So I send my resume to the inside contact who is the R&D manager--the same position my former boss had who gave me this guy's email. He went on vacation the same day I sent it so I waited two weeks.

--crickets--

Yesterday, I re-read the original text I got from my former manager where he mentioned Kelly Services handles the contracts for the company. I found the job listed there, and it's been there for quite a while so I assume they're having trouble filling it. I send them my resume....

--crickets--

To summarize: I have three engineering managers, familiar with me and my work, who are supporting my application for my former position at a former employer where I created their best selling product in the history of the company and I get no response.

I fully expect that, now that I've posted this, I will hear from someone within the hour.


----------



## drhowarddrfine (Apr 16, 2019)

pyret said:


> You owned your restaurants for how many years until you sold them?  Sure, you may have dabbled here and there and kept up with technology, but you haven't been "getting dirty" so to speak, day-in, day-out.

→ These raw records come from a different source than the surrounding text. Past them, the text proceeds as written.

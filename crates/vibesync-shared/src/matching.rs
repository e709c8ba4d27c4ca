//! Vibe similarity engine.
//!
//! Six sub-scores (0-100) are combined with fixed weights, plus a bonus
//! when both users tagged the same context. The result is clamped to 100
//! and labelled with at most one match category. Callers decide what
//! threshold counts as a match.

use serde::{Deserialize, Serialize};

use crate::types::Mood;
use crate::vibe_score::VibeScore;

const WEIGHT_MOOD: f64 = 0.20;
const WEIGHT_ENERGY: f64 = 0.15;
const WEIGHT_POSITIVITY: f64 = 0.15;
const WEIGHT_INTENT: f64 = 0.20;
const WEIGHT_ENERGY_LEVEL: f64 = 0.15;
const WEIGHT_BOUNDARY: f64 = 0.10;

const CONTEXT_BONUS: f64 = 20.0;

const RELATED_MOODS: &[(Mood, &[Mood])] = &[
    (Mood::Happy, &[Mood::Hype, Mood::Social, Mood::Love]),
    (Mood::Sad, &[Mood::Lonely, Mood::Anxious]),
    (Mood::Chill, &[Mood::Happy, Mood::Creative]),
    (Mood::Hype, &[Mood::Happy, Mood::Social]),
    (Mood::Creative, &[Mood::Chill, Mood::Happy]),
    (Mood::Social, &[Mood::Happy, Mood::Hype]),
    (Mood::Lonely, &[Mood::Sad, Mood::Anxious]),
    (Mood::Love, &[Mood::Happy, Mood::Social]),
];

const RELATED_INTENTS: &[(&str, &[&str])] = &[
    ("chill_conversation", &["make_a_friend", "share_thoughts"]),
    ("make_a_friend", &["chill_conversation", "share_thoughts", "want_to_laugh"]),
    ("share_thoughts", &["chill_conversation", "make_a_friend", "need_advice"]),
    ("rant_vent", &["need_advice", "share_thoughts"]),
    ("get_motivated", &["need_advice", "want_to_laugh"]),
    ("need_advice", &["share_thoughts", "rant_vent"]),
    ("want_to_laugh", &["make_a_friend", "get_motivated"]),
    ("no_talking_just_vibe", &["chill_conversation"]),
];

/// Closed list of communication-style preferences.
pub const INTERACTION_BOUNDARIES: [&str; 6] = [
    "Fast replies",
    "Slow replies",
    "Short messages only",
    "Voice notes okay",
    "Deep conversations",
    "Light and fun only",
];

/// Closed list of selectable intents.
pub const INTENT_OPTIONS: [&str; 8] = [
    "Chill conversation",
    "Make a friend",
    "Share thoughts",
    "Rant / vent",
    "Get motivated",
    "Need advice",
    "Want to laugh",
    "No talking, just vibe",
];

const COMPATIBLE_BOUNDARIES: &[(&str, &[&str])] = &[
    ("Fast replies", &["Fast replies", "Short messages only"]),
    ("Slow replies", &["Slow replies", "Deep conversations"]),
    ("Short messages only", &["Short messages only", "Fast replies", "Light and fun only"]),
    ("Voice notes okay", &["Voice notes okay", "Deep conversations"]),
    ("Deep conversations", &["Deep conversations", "Slow replies", "Voice notes okay"]),
    ("Light and fun only", &["Light and fun only", "Short messages only", "Fast replies"]),
];

const INCOMPATIBLE_BOUNDARIES: &[(&str, &str)] = &[
    ("Fast replies", "Slow replies"),
    ("Deep conversations", "Short messages only"),
    ("Light and fun only", "Deep conversations"),
];

/// The slice of a vibe profile the engine looks at.
#[derive(Debug, Clone, PartialEq, Serialize, Deserialize)]
#[serde(rename_all = "camelCase")]
pub struct MatchProfile {
    pub vibe_score: VibeScore,
    pub energy_level: u8,
    pub current_intent: Vec<String>,
    pub context_tag: Option<String>,
    pub interaction_boundary: String,
}

#[derive(Debug, Clone, Copy, PartialEq, Eq, Serialize, Deserialize)]
pub enum MatchCategory {
    #[serde(rename = "Mood Twins")]
    MoodTwins,
    #[serde(rename = "Near Your Energy")]
    NearYourEnergy,
    #[serde(rename = "Similar Vibes")]
    SimilarVibes,
}

#[derive(Debug, Clone, Copy, PartialEq, Eq, Serialize, Deserialize)]
#[serde(rename_all = "camelCase")]
pub struct MatchBreakdown {
    pub mood: u8,
    pub energy: u8,
    pub positivity: u8,
    pub intent: u8,
    pub energy_level: u8,
    pub boundary: u8,
    pub context_bonus: u8,
}

#[derive(Debug, Clone, Copy, PartialEq, Eq, Serialize, Deserialize)]
#[serde(rename_all = "camelCase")]
pub struct MatchResult {
    pub similarity: u8,
    pub category: Option<MatchCategory>,
    pub breakdown: MatchBreakdown,
}

fn mood_similarity(a: Mood, b: Mood) -> f64 {
    if a == b {
        return 100.0;
    }
    let related = |x: Mood, y: Mood| {
        RELATED_MOODS
            .iter()
            .any(|(m, others)| *m == x && others.contains(&y))
    };
    if related(a, b) || related(b, a) {
        60.0
    } else {
        20.0
    }
}

fn energy_similarity(a: f64, b: f64) -> f64 {
    let diff = (a - b).abs();
    match diff {
        d if d == 0.0 => 100.0,
        d if d <= 10.0 => 90.0,
        d if d <= 20.0 => 75.0,
        d if d <= 30.0 => 60.0,
        d if d <= 40.0 => 45.0,
        d if d <= 50.0 => 30.0,
        _ => 15.0,
    }
}

fn positivity_similarity(a: f64, b: f64) -> f64 {
    let diff = (a - b).abs();
    match diff {
        d if d == 0.0 => 100.0,
        d if d <= 10.0 => 85.0,
        d if d <= 20.0 => 70.0,
        d if d <= 30.0 => 55.0,
        d if d <= 40.0 => 40.0,
        _ => 25.0,
    }
}

fn energy_level_similarity(a: u8, b: u8) -> f64 {
    match (i16::from(a) - i16::from(b)).abs() {
        0 => 100.0,
        1 => 90.0,
        2 => 75.0,
        3 => 60.0,
        4 => 45.0,
        5 => 30.0,
        _ => 15.0,
    }
}

/// Lowercase, collapse runs of whitespace, `/` and `,` into one `_`, trim `_`.
pub fn normalize_intent(intent: &str) -> String {
    let mut out = String::with_capacity(intent.len());
    let mut pending_sep = false;
    for ch in intent.chars().flat_map(char::to_lowercase) {
        if ch.is_whitespace() || ch == '/' || ch == ',' || ch == '_' {
            pending_sep = true;
            continue;
        }
        if pending_sep && !out.is_empty() {
            out.push('_');
        }
        pending_sep = false;
        out.push(ch);
    }
    out
}

fn intent_similarity(a: &[String], b: &[String]) -> f64 {
    let a: Vec<String> = a.iter().map(|s| normalize_intent(s)).collect();
    let b: Vec<String> = b.iter().map(|s| normalize_intent(s)).collect();

    let exact = a.iter().filter(|i| b.contains(i)).count();
    if exact > 0 {
        if a.len() == 2 && b.len() == 2 && exact == 2 {
            return 100.0;
        }
        return 85.0;
    }

    let related_to = |x: &str, y: &str| {
        RELATED_INTENTS
            .iter()
            .any(|(k, others)| *k == x && others.contains(&y))
    };
    for x in &a {
        for y in &b {
            if related_to(x, y) || related_to(y, x) {
                return 65.0;
            }
        }
    }

    25.0
}

fn boundary_compatibility(a: &str, b: &str) -> f64 {
    if a == b {
        return 100.0;
    }

    let compatible = COMPATIBLE_BOUNDARIES.iter().any(|(key, values)| {
        key.eq_ignore_ascii_case(a) && values.iter().any(|v| v.eq_ignore_ascii_case(b))
    });
    if compatible {
        return 80.0;
    }

    let incompatible = INCOMPATIBLE_BOUNDARIES.iter().any(|(x, y)| {
        (x.eq_ignore_ascii_case(a) && y.eq_ignore_ascii_case(b))
            || (y.eq_ignore_ascii_case(a) && x.eq_ignore_ascii_case(b))
    });
    if incompatible {
        return 30.0;
    }

    60.0
}

fn context_bonus(a: Option<&str>, b: Option<&str>) -> f64 {
    match (a.map(str::trim), b.map(str::trim)) {
        (Some(x), Some(y)) if !x.is_empty() && !y.is_empty() && x.to_lowercase() == y.to_lowercase() => {
            CONTEXT_BONUS
        }
        _ => 0.0,
    }
}

/// Score how well two vibe profiles fit together.
///
/// Pure and deterministic. The category is decided on the unrounded total.
pub fn calculate_similarity(a: &MatchProfile, b: &MatchProfile) -> MatchResult {
    let mood = mood_similarity(a.vibe_score.mood, b.vibe_score.mood);
    let energy = energy_similarity(a.vibe_score.energy, b.vibe_score.energy);
    let positivity = positivity_similarity(a.vibe_score.positivity, b.vibe_score.positivity);
    let intent = intent_similarity(&a.current_intent, &b.current_intent);
    let energy_level = energy_level_similarity(a.energy_level, b.energy_level);
    let boundary = boundary_compatibility(&a.interaction_boundary, &b.interaction_boundary);
    let bonus = context_bonus(a.context_tag.as_deref(), b.context_tag.as_deref());

    let weighted = mood * WEIGHT_MOOD
        + energy * WEIGHT_ENERGY
        + positivity * WEIGHT_POSITIVITY
        + intent * WEIGHT_INTENT
        + energy_level * WEIGHT_ENERGY_LEVEL
        + boundary * WEIGHT_BOUNDARY;
    let similarity = (weighted + bonus).clamp(0.0, 100.0);

    let level_gap = (i16::from(a.energy_level) - i16::from(b.energy_level)).abs();
    let category = if similarity >= 85.0 && mood >= 90.0 {
        Some(MatchCategory::MoodTwins)
    } else if energy_level >= 80.0 && level_gap <= 2 {
        Some(MatchCategory::NearYourEnergy)
    } else if similarity >= 70.0 {
        Some(MatchCategory::SimilarVibes)
    } else {
        None
    };

    MatchResult {
        similarity: similarity.round() as u8,
        category,
        breakdown: MatchBreakdown {
            mood: mood as u8,
            energy: energy as u8,
            positivity: positivity as u8,
            intent: intent as u8,
            energy_level: energy_level as u8,
            boundary: boundary as u8,
            context_bonus: bonus as u8,
        },
    }
}

#[cfg(test)]
mod tests {
    use super::*;
    use crate::vibe_score::{calculate_vibe_score, VibeInput};

    fn profile(emoji: &str, description: &str, level: u8, intents: &[&str], boundary: &str) -> MatchProfile {
        let intents: Vec<String> = intents.iter().map(|s| s.to_string()).collect();
        let vibe_score = calculate_vibe_score(&VibeInput {
            emoji,
            description,
            energy_level: level,
            current_intent: &intents,
            context_tag: None,
        });
        MatchProfile {
            vibe_score,
            energy_level: level,
            current_intent: intents,
            context_tag: None,
            interaction_boundary: boundary.to_string(),
        }
    }

    #[test]
    fn test_normalize_intent() {
        assert_eq!(normalize_intent("Rant / vent"), "rant_vent");
        assert_eq!(normalize_intent("No talking, just vibe"), "no_talking_just_vibe");
        assert_eq!(normalize_intent("  Make a   friend "), "make_a_friend");
        assert_eq!(normalize_intent("make_a_friend"), "make_a_friend");
    }

    #[test]
    fn test_self_similarity() {
        let p = profile("😊", "feeling good today", 6, &["Make a friend"], "Fast replies");
        let result = calculate_similarity(&p, &p.clone());
        assert!(result.similarity >= 85);
        assert_eq!(result.breakdown.mood, 100);
        assert_eq!(result.category, Some(MatchCategory::MoodTwins));
    }

    #[test]
    fn test_two_matching_intents_score_full() {
        let a = profile("😊", "hello there", 5, &["Make a friend", "Need advice"], "Fast replies");
        let b = profile("😊", "hello there", 5, &["Need advice", "Make a friend"], "Fast replies");
        assert_eq!(calculate_similarity(&a, &b).breakdown.intent, 100);

        let c = profile("😊", "hello there", 5, &["Need advice"], "Fast replies");
        assert_eq!(calculate_similarity(&a, &c).breakdown.intent, 85);

        let d = profile("😊", "hello there", 5, &["Chill conversation"], "Fast replies");
        // make_a_friend relates to chill_conversation
        assert_eq!(calculate_similarity(&a, &d).breakdown.intent, 65);

        let e = profile("😊", "hello there", 5, &["Get motivated"], "Fast replies");
        let f = profile("😊", "hello there", 5, &["No talking, just vibe"], "Fast replies");
        assert_eq!(calculate_similarity(&e, &f).breakdown.intent, 25);
    }

    #[test]
    fn test_boundary_tables() {
        assert_eq!(boundary_compatibility("Fast replies", "Fast replies"), 100.0);
        assert_eq!(boundary_compatibility("Fast replies", "Short messages only"), 80.0);
        assert_eq!(boundary_compatibility("Slow replies", "Fast replies"), 30.0);
        assert_eq!(boundary_compatibility("Voice notes okay", "Fast replies"), 60.0);
    }

    #[test]
    fn test_mood_adjacency() {
        assert_eq!(mood_similarity(Mood::Happy, Mood::Love), 60.0);
        assert_eq!(mood_similarity(Mood::Anxious, Mood::Sad), 60.0);
        assert_eq!(mood_similarity(Mood::Angry, Mood::Love), 20.0);
    }

    #[test]
    fn test_context_bonus_case_insensitive() {
        let mut a = profile("😊", "hello there", 5, &["Make a friend"], "Fast replies");
        let mut b = profile("😢", "hello there", 2, &["Rant / vent"], "Slow replies");
        let base = calculate_similarity(&a, &b);
        a.context_tag = Some("Work".into());
        b.context_tag = Some("work".into());
        let boosted = calculate_similarity(&a, &b);
        assert_eq!(boosted.breakdown.context_bonus, 20);
        assert!(boosted.similarity > base.similarity);

        b.context_tag = Some(String::new());
        assert_eq!(calculate_similarity(&a, &b).breakdown.context_bonus, 0);
    }

    #[test]
    fn test_similarity_bounds_over_grid() {
        let emojis = ["😊", "😢", "🔥", "🎨", "🥰", "😰", "🦀"];
        let boundaries = INTERACTION_BOUNDARIES;
        let mut profiles = Vec::new();
        for (i, emoji) in emojis.iter().enumerate() {
            for level in [1u8, 4, 7, 10] {
                let boundary = boundaries[(i + level as usize) % boundaries.len()];
                let intent = INTENT_OPTIONS[(i * 3 + level as usize) % INTENT_OPTIONS.len()];
                let mut p = profile(emoji, "happy tired chill night", level, &[intent], boundary);
                p.context_tag = Some("Work".into());
                profiles.push(p);
            }
        }
        for a in &profiles {
            for b in &profiles {
                let r = calculate_similarity(a, b);
                assert!(r.similarity <= 100);
                assert_eq!(r, calculate_similarity(a, b));
            }
        }
    }

    #[test]
    fn test_energy_level_gap_is_monotonic() {
        let base = profile("😌", "calm quiet evening", 1, &["Share thoughts"], "Slow replies");
        let mut previous = u8::MAX;
        for level in 1..=10u8 {
            let mut other = base.clone();
            other.energy_level = level;
            let sim = calculate_similarity(&base, &other).similarity;
            assert!(sim <= previous, "level {level}: {sim} > {previous}");
            previous = sim;
        }
    }

    #[test]
    fn test_near_your_energy_category() {
        let a = profile("😢", "rough day honestly", 5, &["Rant / vent"], "Slow replies");
        let b = profile("🎨", "making some art", 6, &["Want to laugh"], "Fast replies");
        let r = calculate_similarity(&a, &b);
        assert_eq!(r.category, Some(MatchCategory::NearYourEnergy));
        assert!(r.similarity < 85);
    }

    #[test]
    fn test_category_serializes_as_label() {
        let json = serde_json::to_string(&Some(MatchCategory::MoodTwins)).unwrap();
        assert_eq!(json, "\"Mood Twins\"");
        let none: Option<MatchCategory> = None;
        assert_eq!(serde_json::to_string(&none).unwrap(), "null");
    }
}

I owned restaurants, yes. I did not run the restaurants except briefly in the late 1990s. My wife did that. I owned a web development company for 15 years. I also developed hardware and software for theatrical effects. So, no, I was not out of the game.



> ...but it seems employers want it "right now."


Yes. This seems to be a detrimental requirement I see everywhere now. Companies willing to shoot themselves in the foot--especially headhunters--to find someone who can walk in and do a job and then walk out. In fact, they will wait years to get immediacy.



> I think my age may have something to do with it too.  See gray hair and immediately think "old."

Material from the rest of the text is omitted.